Factors considered as possible explanations include increasing movement of
people, rising resistance to anti-malarial drugs, and decreasing quality of
health care.
Climate change has also been proposed as something that could affect the Anopheles
mosquitoes which transmit the malaria parasite, either through higher temperatures
or increased rainfall.
The Intergovernmental Panel on Climate Change, the global body which collates
scientific information on the extent of climatic shifts and their impacts, said
in its 2001 report: “Future climate change may increase transmission in
some highland regions, such as in East Africa.”
The new research integrates temperature changes into a computer program which
models the mosquito population.
For a half-degree rise, the model predicts that mosquito numbers would rise
by between 30% and 100%.
“The impact comes from the effect of temperature on their time to development,”

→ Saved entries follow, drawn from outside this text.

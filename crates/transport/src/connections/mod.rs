//! Transport implementations.

mod channel;

pub use channel::ChannelTransport;
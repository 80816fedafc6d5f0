#![warn(missing_docs)]
//! Transport layer abstraction for the ddll ring.
//!
//! The main concepts of this crate are:
//!
//! The [TransportInterface](core::transport::TransportInterface) trait defines
//! how to deliver opaque one-way messages to a named endpoint. The ring core
//! never sees addresses beyond an endpoint string, so transports are swappable.
//!
//! The [TransportCallback](core::callback::TransportCallback) trait is used to
//! let the upper layer handle bytes arriving at an endpoint. A callback is
//! registered when an endpoint starts listening.
//!
//! The [ChannelTransport](connections::ChannelTransport) is a process-local
//! implementation used by tests and simulations. It supports fault injection
//! (blocked endpoints, random message loss, random delivery delay) so that the
//! ring repair paths can be exercised without a real network.

pub mod connections;
pub mod core;
pub mod error;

said Dr Pascual, “and then more weakly on the lifetime of the adults –
but it’s mainly the accelerated rate of development.”
In lowland areas where mosquitoes are abundant and malaria endemic, such an
increase would probably have a marginal effect on rates of infection.
But in highland areas, where the insects are much scarcer, it is likely to
be a key factor affecting transmission rates.
“Our results do not mean that temperature is the only or the main factor
driving the increase in malaria,” concluded Dr Pascual, “but it
is one of many factors that should be considered.”